I am Margaret Kelly, State Budget Director. 

The state budget is large and complex. And, some of the terms and concepts are unique to state government budgeting. 

The following questions provide an overview of the basics of the budget. We are interested in hearing your thoughts or additional questions.

You may e-mail questions or comments to me at budget.finance.mmb@state.mn.us.



  • How large is the state's budget?

    There are two important numbers for the state budget. The first is general fund spending. For the current two-year budget general fund spending is expected to be $39.587 billion - or just under $20 billion per year. The general fund budget numbers are the numbers one is most likely to find frequently referenced in the media and news stories. numbers. The general fund is the largest state fund where most state taxes are deposited and most state spending for major budget areas occurs.  State forecasts and resulting projections of "deficits" or "surpluses" focus on the state general fund.

    However, this does not represent total state spending. For the current budget period total state spending is expected to be $71.289 billion - or about $35.6 billion a year The general fund accounts for just over for just over 55 percent of total state spending. Other state funds, dedicated for specific purposes, as well as federal funding received by the state make up the additional spending. State budget documents for a given area of agency generally display total funding broken into categories: general fund, other state funds, and federal. 

    You can find more information on the current state budget on the budget division web pages under Operating Budget, Current Budget

  • How has the share of the general budget for major areas changed over the last decade?

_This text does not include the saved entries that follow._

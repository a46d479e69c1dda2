//! Client configuration.
//!
//! # Example
//!
//! ```ignore
//! use graphql_packet::client::{Client, ClientOptions};
//!
//! let client = Client::new(
//!     ClientOptions::url("ws://localhost:4000/graphql")
//!         .retry_attempts(10)
//!         .keep_alive(Duration::from_secs(10))
//!         .connection_params(params),
//! )?;
//! ```

// ============================================================================
// Imports
// ============================================================================

use std::fmt;
use std::future::Future;
use std::sync::Arc;
use std::time::Duration;

use futures_util::FutureExt;
use futures_util::future::{BoxFuture, ready};
use tracing::error;

use crate::error::{Error, Result, SubscriptionError};
use crate::identifiers::OperationId;
use crate::protocol::{Message, Payload, parse_message, stringify_message};
use crate::transport::{ClientStream, SocketFactory, WsClientSocket};

use super::events::{ClientEvent, ClientEventKind, Listener};
use super::retry::{default_retry_wait, default_should_retry};

// ============================================================================
// Constants
// ============================================================================

/// Default number of reconnect attempts before failing subscribers.
pub const DEFAULT_RETRY_ATTEMPTS: u32 = 5;

/// Default delay before closing an idle lazy connection.
pub const DEFAULT_LAZY_CLOSE_TIMEOUT: Duration = Duration::ZERO;

// ============================================================================
// Callback types
// ============================================================================

/// Waits before reconnect attempt `retries` (zero based).
pub type RetryWaitFn = Arc<dyn Fn(u32) -> BoxFuture<'static, ()> + Send + Sync>;

/// Decides whether a non-fatal problem is worth a reconnect.
pub type ShouldRetryFn = Arc<dyn Fn(&SubscriptionError) -> bool + Send + Sync>;

/// Produces the `connection_init` payload for each connect.
pub type ConnectionParamsFn =
    Arc<dyn Fn() -> BoxFuture<'static, std::result::Result<Option<Payload>, String>> + Send + Sync>;

/// Generates operation ids.
pub type GenerateIdFn = Arc<dyn Fn() -> OperationId + Send + Sync>;

/// Encodes outgoing messages.
pub type SerializerFn = Arc<dyn Fn(&Message) -> Result<String> + Send + Sync>;

/// Decodes incoming frames.
pub type DeserializerFn = Arc<dyn Fn(&str) -> Result<Message> + Send + Sync>;

/// Receives fatal problems of an eager client.
pub type NonLazyErrorFn = Arc<dyn Fn(&SubscriptionError) + Send + Sync>;

// ============================================================================
// ClientOptions
// ============================================================================

/// Builder for [`Client`](super::Client) configuration.
#[derive(Clone)]
pub struct ClientOptions {
    factory: Arc<dyn SocketFactory>,
    url: Option<String>,
    lazy: bool,
    lazy_close_timeout: Duration,
    retry_attempts: u32,
    retry_wait: RetryWaitFn,
    should_retry: ShouldRetryFn,
    keep_alive: Option<Duration>,
    disable_pong: bool,
    connection_params: Option<ConnectionParamsFn>,
    connection_ack_wait_timeout: Option<Duration>,
    generate_id: GenerateIdFn,
    serializer: SerializerFn,
    deserializer: DeserializerFn,
    on_non_lazy_error: NonLazyErrorFn,
    listeners: Vec<(ClientEventKind, Listener)>,
}

impl fmt::Debug for ClientOptions {
    fn fmt(&self, f: &mut fmt::Formatter<'_>) -> fmt::Result {
        f.debug_struct("ClientOptions")
            .field("url", &self.url)
            .field("lazy", &self.lazy)
            .field("lazy_close_timeout", &self.lazy_close_timeout)
            .field("retry_attempts", &self.retry_attempts)
            .field("keep_alive", &self.keep_alive)
            .field("disable_pong", &self.disable_pong)
            .field("connection_ack_wait_timeout", &self.connection_ack_wait_timeout)
            .field("listeners", &self.listeners.len())
            .finish_non_exhaustive()
    }
}

impl ClientOptions {
    /// Creates options that open sockets through `factory`.
    #[must_use]
    pub fn new(factory: impl SocketFactory + 'static) -> Self {
        Self {
            factory: Arc::new(factory),
            url: None,
            lazy: true,
            lazy_close_timeout: DEFAULT_LAZY_CLOSE_TIMEOUT,
            retry_attempts: DEFAULT_RETRY_ATTEMPTS,
            retry_wait: Arc::new(default_retry_wait),
            should_retry: Arc::new(default_should_retry),
            keep_alive: None,
            disable_pong: false,
            connection_params: None,
            connection_ack_wait_timeout: None,
            generate_id: Arc::new(OperationId::generate),
            serializer: Arc::new(stringify_message),
            deserializer: Arc::new(parse_message),
            on_non_lazy_error: Arc::new(|problem: &SubscriptionError| {
                error!(error = %problem, "Connection failed");
            }),
            listeners: Vec::new(),
        }
    }

    /// Creates options that connect to a WebSocket URL.
    ///
    /// The URL is validated by [`Client::new`](super::Client::new).
    #[must_use]
    pub fn url(url: impl Into<String>) -> Self {
        let url = url.into();
        let target = url.clone();
        let mut options =
            Self::new(move || -> Result<ClientStream> { WsClientSocket::connect(&target) });
        options.url = Some(url);
        options
    }

    /// Connects on first subscribe and disconnects when idle (default), or
    /// connects immediately and stays connected.
    #[inline]
    #[must_use]
    pub fn lazy(mut self, lazy: bool) -> Self {
        self.lazy = lazy;
        self
    }

    /// Sets how long an idle lazy connection stays open.
    #[inline]
    #[must_use]
    pub fn lazy_close_timeout(mut self, timeout: Duration) -> Self {
        self.lazy_close_timeout = timeout;
        self
    }

    /// Sets how many consecutive reconnects are attempted. Zero disables
    /// retrying.
    #[inline]
    #[must_use]
    pub fn retry_attempts(mut self, attempts: u32) -> Self {
        self.retry_attempts = attempts;
        self
    }

    /// Sets the wait before each reconnect.
    #[must_use]
    pub fn retry_wait<F, Fut>(mut self, wait: F) -> Self
    where
        F: Fn(u32) -> Fut + Send + Sync + 'static,
        Fut: Future<Output = ()> + Send + 'static,
    {
        self.retry_wait = Arc::new(move |retries| wait(retries).boxed());
        self
    }

    /// Sets the predicate deciding whether a problem is retried.
    #[must_use]
    pub fn should_retry(
        mut self,
        predicate: impl Fn(&SubscriptionError) -> bool + Send + Sync + 'static,
    ) -> Self {
        self.should_retry = Arc::new(predicate);
        self
    }

    /// Sends a `ping` message this long after each `pong`.
    #[inline]
    #[must_use]
    pub fn keep_alive(mut self, interval: impl Into<Option<Duration>>) -> Self {
        self.keep_alive = interval.into();
        self
    }

    /// Stops answering server `ping` messages.
    #[inline]
    #[must_use]
    pub fn disable_pong(mut self, disable: bool) -> Self {
        self.disable_pong = disable;
        self
    }

    /// Sends a fixed `connection_init` payload.
    #[must_use]
    pub fn connection_params(mut self, params: Payload) -> Self {
        self.connection_params =
            Some(Arc::new(move || ready(Ok::<_, String>(Some(params.clone()))).boxed()));
        self
    }

    /// Computes the `connection_init` payload on every connect.
    ///
    /// An `Err` closes the socket with `4005`.
    #[must_use]
    pub fn connection_params_with<F, Fut>(mut self, params: F) -> Self
    where
        F: Fn() -> Fut + Send + Sync + 'static,
        Fut: Future<Output = std::result::Result<Option<Payload>, String>> + Send + 'static,
    {
        self.connection_params = Some(Arc::new(move || params().boxed()));
        self
    }

    /// Closes with `4504` if no `connection_ack` arrives in time.
    #[inline]
    #[must_use]
    pub fn connection_ack_wait_timeout(mut self, timeout: impl Into<Option<Duration>>) -> Self {
        self.connection_ack_wait_timeout = timeout.into();
        self
    }

    /// Sets the operation id generator.
    #[must_use]
    pub fn generate_id(mut self, generate: impl Fn() -> OperationId + Send + Sync + 'static) -> Self {
        self.generate_id = Arc::new(generate);
        self
    }

    /// Sets the outgoing message encoder.
    #[must_use]
    pub fn serializer(
        mut self,
        serializer: impl Fn(&Message) -> Result<String> + Send + Sync + 'static,
    ) -> Self {
        self.serializer = Arc::new(serializer);
        self
    }

    /// Sets the incoming frame decoder.
    #[must_use]
    pub fn deserializer(
        mut self,
        deserializer: impl Fn(&str) -> Result<Message> + Send + Sync + 'static,
    ) -> Self {
        self.deserializer = Arc::new(deserializer);
        self
    }

    /// Sets the handler for fatal problems of an eager client.
    #[must_use]
    pub fn on_non_lazy_error(
        mut self,
        handler: impl Fn(&SubscriptionError) + Send + Sync + 'static,
    ) -> Self {
        self.on_non_lazy_error = Arc::new(handler);
        self
    }

    /// Registers a listener before the client starts.
    #[must_use]
    pub fn on(
        mut self,
        kind: ClientEventKind,
        listener: impl Fn(&ClientEvent) + Send + Sync + 'static,
    ) -> Self {
        self.listeners.push((kind, Arc::new(listener)));
        self
    }

    /// Validates the options.
    pub(crate) fn build(self) -> Result<(ClientSettings, Vec<(ClientEventKind, Listener)>)> {
        if let Some(url) = &self.url {
            let parsed = url::Url::parse(url)
                .map_err(|e| Error::config(format!("Invalid WebSocket URL '{url}': {e}")))?;
            if !matches!(parsed.scheme(), "ws" | "wss") {
                return Err(Error::config(format!(
                    "Unsupported URL scheme '{}', expected ws or wss",
                    parsed.scheme()
                )));
            }
        }

        if self.keep_alive.is_some_and(|interval| interval.is_zero()) {
            return Err(Error::config(
                "keep_alive must be positive. Use .keep_alive(None) to disable it.",
            ));
        }

        if self.connection_ack_wait_timeout.is_some_and(|timeout| timeout.is_zero()) {
            return Err(Error::config(
                "connection_ack_wait_timeout must be positive. Use None to wait forever.",
            ));
        }

        let settings = ClientSettings {
            factory: self.factory,
            lazy: self.lazy,
            lazy_close_timeout: self.lazy_close_timeout,
            retry_attempts: self.retry_attempts,
            retry_wait: self.retry_wait,
            should_retry: self.should_retry,
            keep_alive: self.keep_alive,
            disable_pong: self.disable_pong,
            connection_params: self.connection_params,
            connection_ack_wait_timeout: self.connection_ack_wait_timeout,
            generate_id: self.generate_id,
            serializer: self.serializer,
            deserializer: self.deserializer,
            on_non_lazy_error: self.on_non_lazy_error,
        };
        Ok((settings, self.listeners))
    }
}

/// Validated client configuration.
pub(crate) struct ClientSettings {
    pub(crate) factory: Arc<dyn SocketFactory>,
    pub(crate) lazy: bool,
    pub(crate) lazy_close_timeout: Duration,
    pub(crate) retry_attempts: u32,
    pub(crate) retry_wait: RetryWaitFn,
    pub(crate) should_retry: ShouldRetryFn,
    pub(crate) keep_alive: Option<Duration>,
    pub(crate) disable_pong: bool,
    pub(crate) connection_params: Option<ConnectionParamsFn>,
    pub(crate) connection_ack_wait_timeout: Option<Duration>,
    pub(crate) generate_id: GenerateIdFn,
    pub(crate) serializer: SerializerFn,
    pub(crate) deserializer: DeserializerFn,
    pub(crate) on_non_lazy_error: NonLazyErrorFn,
}

impl ClientSettings {
    /// Starts computing the `connection_init` payload.
    pub(crate) fn connection_params(
        &self,
    ) -> BoxFuture<'static, std::result::Result<Option<Payload>, String>> {
        match &self.connection_params {
            Some(params) => params(),
            None => ready(Ok(None)).boxed(),
        }
    }
}

// ============================================================================
// Tests
// ============================================================================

    Over the last decade growth in K-12 education spending and the cost of human services' programs have grown faster than other areas of the budget. As a result their share of general fund spending has increased while other areas have declined as a percent of total spending.

    Graphic displaying share of general fund budget since 1990 shows K-1e education and human services growing faster than other areas.

    Human services spending, driven primarily by increases in health care costs has increased from  just under 21 percent of general fund spending in fiscal year 1990 to nearly 30 percent expected in fiscal year 2015.

    Bar chart showing percent of general fund spending by area, 1990 to 2015.



  • What are the state's primary sources of revenue - how fast are they growing?

    Income, Sales, Corporate Income, and the Statewide Property tax are the four largest sources of general fund revenues. The composition of revenue sources and the growth rate of each of the sources is fundamental to understanding and managing state finances. In general, a diverse revenue system with broad-based taxes is more stable, more likely to align with economic activity, and likely to be less volatile.  

    It is a benefit that both income and sales tax contribute more than 75 percent. Compared to 2005. however, Minnesota has become more reliant on those two revenue sources. 

    Bar Chart General Fund Revenue composition, general fund at 49.7 percent, sales at 26.3 percent


    The rate at which state revenues are likely to grow is important to understanding the state budget and state finances. It determines not only the stability of Minnesota's revenue structure, but forecasting the long-term trend of revenue growth provides an important tool when matched against future projected growth in spending.

    Bar Chart average annual growth income at 4.3 percent, sales at 1.9 percent, corportae at 2.2 percent, and statewide property at 3.4 percent


  • How many state employees are there? How has that number changed in recent years?

    For the most recent completed state fiscal year, FY 2013, there were 35,786 full-time equivalent employees on an annual basis. 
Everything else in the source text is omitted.